Lines from the records below that contain the word "const" are to be copied out.

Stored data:
>>
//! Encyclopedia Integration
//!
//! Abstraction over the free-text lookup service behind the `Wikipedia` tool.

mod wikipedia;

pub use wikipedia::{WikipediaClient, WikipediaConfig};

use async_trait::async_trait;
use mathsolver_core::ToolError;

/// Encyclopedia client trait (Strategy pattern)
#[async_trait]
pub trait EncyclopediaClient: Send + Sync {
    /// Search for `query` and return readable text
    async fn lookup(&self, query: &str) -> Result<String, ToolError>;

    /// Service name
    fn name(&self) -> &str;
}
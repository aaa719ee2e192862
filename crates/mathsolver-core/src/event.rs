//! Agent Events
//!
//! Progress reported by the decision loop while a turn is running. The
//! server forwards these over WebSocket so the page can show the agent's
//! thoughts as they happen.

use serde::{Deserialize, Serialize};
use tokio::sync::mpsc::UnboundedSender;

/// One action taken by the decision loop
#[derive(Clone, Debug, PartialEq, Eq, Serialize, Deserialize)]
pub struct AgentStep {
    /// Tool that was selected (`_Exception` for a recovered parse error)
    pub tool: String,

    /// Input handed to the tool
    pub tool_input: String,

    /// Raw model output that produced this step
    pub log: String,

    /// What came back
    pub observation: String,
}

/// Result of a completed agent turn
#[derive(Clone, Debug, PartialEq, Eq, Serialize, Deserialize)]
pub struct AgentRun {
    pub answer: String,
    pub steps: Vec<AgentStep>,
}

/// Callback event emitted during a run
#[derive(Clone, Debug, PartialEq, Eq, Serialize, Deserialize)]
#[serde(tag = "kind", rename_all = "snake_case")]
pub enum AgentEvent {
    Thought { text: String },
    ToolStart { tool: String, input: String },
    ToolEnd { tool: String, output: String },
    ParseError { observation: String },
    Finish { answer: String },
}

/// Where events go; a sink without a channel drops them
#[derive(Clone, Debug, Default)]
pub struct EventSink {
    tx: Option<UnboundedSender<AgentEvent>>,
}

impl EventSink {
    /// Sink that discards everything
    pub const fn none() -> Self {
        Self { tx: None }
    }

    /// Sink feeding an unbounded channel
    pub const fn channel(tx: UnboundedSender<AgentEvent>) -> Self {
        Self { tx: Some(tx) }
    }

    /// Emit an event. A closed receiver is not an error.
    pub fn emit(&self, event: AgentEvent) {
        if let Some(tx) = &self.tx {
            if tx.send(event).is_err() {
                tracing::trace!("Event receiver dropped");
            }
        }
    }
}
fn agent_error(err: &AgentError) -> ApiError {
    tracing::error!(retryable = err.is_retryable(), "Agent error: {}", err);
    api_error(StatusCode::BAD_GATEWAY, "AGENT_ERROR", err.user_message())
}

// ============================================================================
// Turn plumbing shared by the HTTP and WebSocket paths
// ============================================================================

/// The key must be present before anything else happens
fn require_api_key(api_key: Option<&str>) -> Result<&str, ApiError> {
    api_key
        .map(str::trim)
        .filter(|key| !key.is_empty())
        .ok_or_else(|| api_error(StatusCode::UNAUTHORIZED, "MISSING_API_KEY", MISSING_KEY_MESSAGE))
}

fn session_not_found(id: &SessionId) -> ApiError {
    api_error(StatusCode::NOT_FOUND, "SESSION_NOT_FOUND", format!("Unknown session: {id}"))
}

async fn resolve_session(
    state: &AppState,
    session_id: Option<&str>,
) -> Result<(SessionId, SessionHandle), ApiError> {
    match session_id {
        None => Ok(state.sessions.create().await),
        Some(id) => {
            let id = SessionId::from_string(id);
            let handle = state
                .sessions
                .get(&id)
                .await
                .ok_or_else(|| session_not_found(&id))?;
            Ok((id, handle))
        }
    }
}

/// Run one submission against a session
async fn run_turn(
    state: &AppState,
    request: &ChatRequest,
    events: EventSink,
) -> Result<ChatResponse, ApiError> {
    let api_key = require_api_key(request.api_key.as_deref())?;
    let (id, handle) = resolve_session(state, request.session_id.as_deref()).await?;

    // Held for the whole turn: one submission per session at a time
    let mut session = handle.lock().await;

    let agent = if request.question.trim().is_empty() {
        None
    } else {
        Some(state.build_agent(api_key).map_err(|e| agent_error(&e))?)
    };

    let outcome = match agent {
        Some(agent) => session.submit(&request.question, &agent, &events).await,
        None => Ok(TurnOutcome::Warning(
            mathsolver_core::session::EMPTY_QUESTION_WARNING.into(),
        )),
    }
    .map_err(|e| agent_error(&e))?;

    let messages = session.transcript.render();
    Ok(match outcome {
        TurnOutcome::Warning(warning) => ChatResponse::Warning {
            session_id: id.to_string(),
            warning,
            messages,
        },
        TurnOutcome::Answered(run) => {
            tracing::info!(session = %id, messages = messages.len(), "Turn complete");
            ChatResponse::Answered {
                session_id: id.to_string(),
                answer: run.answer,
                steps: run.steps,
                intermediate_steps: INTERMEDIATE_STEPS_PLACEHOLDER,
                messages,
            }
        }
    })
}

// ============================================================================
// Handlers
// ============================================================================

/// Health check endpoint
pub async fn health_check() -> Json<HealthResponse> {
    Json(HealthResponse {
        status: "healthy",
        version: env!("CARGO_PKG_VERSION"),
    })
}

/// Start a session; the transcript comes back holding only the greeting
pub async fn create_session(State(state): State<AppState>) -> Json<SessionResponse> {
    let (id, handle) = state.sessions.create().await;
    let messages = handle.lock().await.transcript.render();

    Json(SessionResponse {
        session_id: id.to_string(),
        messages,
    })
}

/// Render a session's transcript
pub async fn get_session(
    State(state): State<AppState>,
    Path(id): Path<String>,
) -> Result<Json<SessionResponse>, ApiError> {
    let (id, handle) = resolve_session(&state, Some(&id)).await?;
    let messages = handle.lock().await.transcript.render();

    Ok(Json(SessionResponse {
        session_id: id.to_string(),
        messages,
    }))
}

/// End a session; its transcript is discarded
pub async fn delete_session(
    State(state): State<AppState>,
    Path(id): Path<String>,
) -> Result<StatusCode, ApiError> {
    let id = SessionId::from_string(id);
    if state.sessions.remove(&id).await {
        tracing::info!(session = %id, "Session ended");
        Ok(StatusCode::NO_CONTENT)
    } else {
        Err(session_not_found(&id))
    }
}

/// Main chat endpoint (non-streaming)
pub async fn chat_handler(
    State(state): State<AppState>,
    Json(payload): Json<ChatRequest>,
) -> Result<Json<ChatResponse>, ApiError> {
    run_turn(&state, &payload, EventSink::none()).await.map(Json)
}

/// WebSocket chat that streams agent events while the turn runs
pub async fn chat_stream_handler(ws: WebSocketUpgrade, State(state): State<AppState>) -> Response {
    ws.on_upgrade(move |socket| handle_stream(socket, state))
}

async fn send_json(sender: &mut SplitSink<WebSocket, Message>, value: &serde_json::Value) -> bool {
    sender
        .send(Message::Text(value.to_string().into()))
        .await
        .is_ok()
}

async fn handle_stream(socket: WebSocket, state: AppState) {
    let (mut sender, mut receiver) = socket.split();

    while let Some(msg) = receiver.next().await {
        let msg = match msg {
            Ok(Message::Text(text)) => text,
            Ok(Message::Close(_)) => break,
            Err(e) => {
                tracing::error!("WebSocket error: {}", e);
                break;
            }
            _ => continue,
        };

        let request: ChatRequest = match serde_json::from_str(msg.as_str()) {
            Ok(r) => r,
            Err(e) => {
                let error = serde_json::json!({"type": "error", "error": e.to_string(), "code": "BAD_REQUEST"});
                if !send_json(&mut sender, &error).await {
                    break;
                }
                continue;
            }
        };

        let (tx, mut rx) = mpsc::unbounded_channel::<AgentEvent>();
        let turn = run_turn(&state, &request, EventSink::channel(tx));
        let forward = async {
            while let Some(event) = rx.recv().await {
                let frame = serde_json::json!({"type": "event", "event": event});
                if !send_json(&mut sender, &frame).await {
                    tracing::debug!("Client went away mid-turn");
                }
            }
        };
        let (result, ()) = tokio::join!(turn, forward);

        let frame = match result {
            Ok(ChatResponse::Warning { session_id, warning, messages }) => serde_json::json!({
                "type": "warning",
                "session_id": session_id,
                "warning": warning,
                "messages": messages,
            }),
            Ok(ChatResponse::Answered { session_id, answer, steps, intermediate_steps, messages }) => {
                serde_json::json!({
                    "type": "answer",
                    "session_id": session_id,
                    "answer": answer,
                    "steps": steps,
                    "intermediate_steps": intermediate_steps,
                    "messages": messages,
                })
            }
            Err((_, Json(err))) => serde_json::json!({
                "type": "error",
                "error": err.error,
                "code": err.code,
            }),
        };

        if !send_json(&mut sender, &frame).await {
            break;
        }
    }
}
<<
SOLUTION FOR THIS TASK:
    pub const fn none() -> Self {
    pub const fn channel(tx: UnboundedSender<AgentEvent>) -> Self {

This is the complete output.